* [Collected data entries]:

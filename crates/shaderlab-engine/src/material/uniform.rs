use std::fmt;

use glam::{Mat4, Vec2};

use crate::viewport::Viewport;

use super::error::MaterialError;

pub const U_TIME: &str = "u_time";
pub const U_RESOLUTION: &str = "u_resolution";
pub const U_MOUSE: &str = "u_mouse";
pub const U_VIEW_PROJECTION: &str = "u_view_projection";

/// WGSL type of a uniform.
#[derive(Debug, Copy, Clone, Eq, PartialEq)]
pub enum UniformType {
    F32,
    Vec2,
    Vec3,
    Vec4,
    Mat4,
}

impl UniformType {
    pub fn wgsl(self) -> &'static str {
        match self {
            UniformType::F32 => "f32",
            UniformType::Vec2 => "vec2<f32>",
            UniformType::Vec3 => "vec3<f32>",
            UniformType::Vec4 => "vec4<f32>",
            UniformType::Mat4 => "mat4x4<f32>",
        }
    }

    /// Alignment in the uniform address space, in bytes.
    pub fn align(self) -> u32 {
        match self {
            UniformType::F32 => 4,
            UniformType::Vec2 => 8,
            UniformType::Vec3 | UniformType::Vec4 | UniformType::Mat4 => 16,
        }
    }

    /// Size in bytes.
    pub fn size(self) -> u32 {
        match self {
            UniformType::F32 => 4,
            UniformType::Vec2 => 8,
            UniformType::Vec3 => 12,
            UniformType::Vec4 => 16,
            UniformType::Mat4 => 64,
        }
    }
}

impl fmt::Display for UniformType {
    fn fmt(&self, f: &mut fmt::Formatter<'_>) -> fmt::Result {
        f.write_str(self.wgsl())
    }
}

/// Current value of a uniform.
#[derive(Debug, Copy, Clone, PartialEq)]
pub enum UniformValue {
    F32(f32),
    Vec2([f32; 2]),
    Vec3([f32; 3]),
    Vec4([f32; 4]),
    Mat4([[f32; 4]; 4]),
}

impl UniformValue {
    pub fn ty(&self) -> UniformType {
        match self {
            UniformValue::F32(_) => UniformType::F32,
            UniformValue::Vec2(_) => UniformType::Vec2,
            UniformValue::Vec3(_) => UniformType::Vec3,
            UniformValue::Vec4(_) => UniformType::Vec4,
            UniformValue::Mat4(_) => UniformType::Mat4,
        }
    }

    fn write_to(&self, out: &mut [u8]) {
        let bytes: &[u8] = match self {
            UniformValue::F32(v) => bytemuck::bytes_of(v),
            UniformValue::Vec2(v) => bytemuck::cast_slice(v),
            UniformValue::Vec3(v) => bytemuck::cast_slice(v),
            UniformValue::Vec4(v) => bytemuck::cast_slice(v),
            UniformValue::Mat4(m) => bytemuck::cast_slice(m),
        };
        out[..bytes.len()].copy_from_slice(bytes);
    }
}

impl From<f32> for UniformValue {
    fn from(v: f32) -> Self {
        UniformValue::F32(v)
    }
}

impl From<Vec2> for UniformValue {
    fn from(v: Vec2) -> Self {
        UniformValue::Vec2(v.to_array())
    }
}

impl From<Mat4> for UniformValue {
    fn from(m: Mat4) -> Self {
        UniformValue::Mat4(m.to_cols_array_2d())
    }
}

/// Which optional built-in uniforms a material declares. `u_time` is always
/// declared.
#[derive(Debug, Copy, Clone, Default, Eq, PartialEq)]
pub struct UniformSet {
    pub resolution: bool,
    pub mouse: bool,
    pub view_projection: bool,
}

#[derive(Debug, Clone, PartialEq)]
struct Entry {
    name: String,
    value: UniformValue,
}

/// Ordered name → value table backing one uniform block.
///
/// Declaration order is the member order of the generated WGSL struct.
#[derive(Debug, Clone, Default, PartialEq)]
pub struct UniformTable {
    entries: Vec<Entry>,
}

/// Byte offsets of each member plus the padded block size.
#[derive(Debug, Clone, Eq, PartialEq)]
pub struct UniformLayout {
    pub offsets: Vec<u32>,
    /// Struct size (WGSL `SizeOf`), before buffer padding.
    pub struct_size: u32,
    /// Buffer size: struct size rounded up to 16, at least 16.
    pub buffer_size: u32,
}

impl UniformTable {
    pub fn new() -> Self {
        Self::default()
    }

    /// Built-in table with defaults: time `0`, resolution = `viewport`,
    /// mouse at the origin, view-projection identity.
    pub fn standard(set: UniformSet, viewport: Viewport) -> Self {
        let mut table = Self::new();
        table.push(U_TIME, UniformValue::F32(0.0));
        if set.resolution {
            table.push(U_RESOLUTION, UniformValue::Vec2(viewport.resolution()));
        }
        if set.mouse {
            table.push(U_MOUSE, UniformValue::Vec2([0.0, 0.0]));
        }
        if set.view_projection {
            table.push(U_VIEW_PROJECTION, Mat4::IDENTITY.into());
        }
        table
    }

    fn push(&mut self, name: &str, value: UniformValue) {
        self.entries.push(Entry {
            name: name.to_string(),
            value,
        });
    }

    /// Declares a new uniform with its default value.
    pub fn declare(
        &mut self,
        name: impl Into<String>,
        value: impl Into<UniformValue>,
    ) -> Result<(), MaterialError> {
        let name = name.into();
        if !is_uniform_name(&name) {
            return Err(MaterialError::InvalidUniformName(name));
        }
        if self.contains(&name) {
            return Err(MaterialError::DuplicateUniform(name));
        }
        self.entries.push(Entry {
            name,
            value: value.into(),
        });
        Ok(())
    }

    /// Builder form of [`declare`](Self::declare).
    pub fn with(
        mut self,
        name: impl Into<String>,
        value: impl Into<UniformValue>,
    ) -> Result<Self, MaterialError> {
        self.declare(name, value)?;
        Ok(self)
    }

    /// Updates a declared uniform. The type must match the declaration.
    pub fn set(&mut self, name: &str, value: impl Into<UniformValue>) -> Result<(), MaterialError> {
        let value = value.into();
        let entry = self
            .entries
            .iter_mut()
            .find(|e| e.name == name)
            .ok_or_else(|| MaterialError::UnknownUniform(name.to_string()))?;

        if entry.value.ty() != value.ty() {
            return Err(MaterialError::TypeMismatch {
                name: name.to_string(),
                expected: entry.value.ty(),
                found: value.ty(),
            });
        }
        entry.value = value;
        Ok(())
    }

    /// Sets `name` only if declared; returns whether it was written.
    pub fn set_if_declared(&mut self, name: &str, value: impl Into<UniformValue>) -> bool {
        self.contains(name) && self.set(name, value).is_ok()
    }

    pub fn get(&self, name: &str) -> Option<UniformValue> {
        self.entries.iter().find(|e| e.name == name).map(|e| e.value)
    }

    pub fn contains(&self, name: &str) -> bool {
        self.entries.iter().any(|e| e.name == name)
    }

    pub fn len(&self) -> usize {
        self.entries.len()
    }

    pub fn is_empty(&self) -> bool {
        self.entries.is_empty()
    }

    pub fn names(&self) -> impl Iterator<Item = &str> {
        self.entries.iter().map(|e| e.name.as_str())
    }

    pub fn layout(&self) -> UniformLayout {
        let mut offsets = Vec::with_capacity(self.entries.len());
        let mut cursor = 0u32;
        let mut max_align = 4u32;

        for e in &self.entries {
            let ty = e.value.ty();
            let offset = align_up(cursor, ty.align());
            offsets.push(offset);
            cursor = offset + ty.size();
            max_align = max_align.max(ty.align());
        }

        let struct_size = align_up(cursor, max_align);
        UniformLayout {
            offsets,
            struct_size,
            buffer_size: align_up(struct_size, 16).max(16),
        }
    }

    /// Packs current values into a uniform-buffer image.
    pub fn to_bytes(&self) -> Vec<u8> {
        let layout = self.layout();
        let mut out = vec![0u8; layout.buffer_size as usize];
        for (e, &offset) in self.entries.iter().zip(&layout.offsets) {
            e.value.write_to(&mut out[offset as usize..]);
        }
        out
    }

    /// WGSL declarations of the uniform struct and its binding.
    ///
    /// Shader sources access members as `uniforms.<name>`.
    pub fn wgsl_prelude(&self) -> String {
        let mut s = String::from("struct Uniforms {\n");
        for e in &self.entries {
            s.push_str("    ");
            s.push_str(&e.name);
            s.push_str(": ");
            s.push_str(e.value.ty().wgsl());
            s.push_str(",\n");
        }
        s.push_str("};\n\n@group(0) @binding(0)\nvar<uniform> uniforms: Uniforms;\n\n");
        s
    }
}

/// `u_` followed by at least one identifier character.
pub fn is_uniform_name(name: &str) -> bool {
    name.len() > 2
        && name.starts_with("u_")
        && name.bytes().all(|b| b.is_ascii_alphanumeric() || b == b'_')
}

#[inline]
fn align_up(value: u32, align: u32) -> u32 {
    value.div_ceil(align) * align
}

* [REQUIRED ACTION]: Look above and return each line of the records exactly, from the very first through the line with "pub const U_RESOLUTION: &str", both included.

* [TASK SOLUTION]:
filename crates/shaderlab-engine/src/material/uniform.rs
use std::fmt;

use glam::{Mat4, Vec2};

use crate::viewport::Viewport;

use super::error::MaterialError;

pub const U_TIME: &str = "u_time";
pub const U_RESOLUTION: &str = "u_resolution";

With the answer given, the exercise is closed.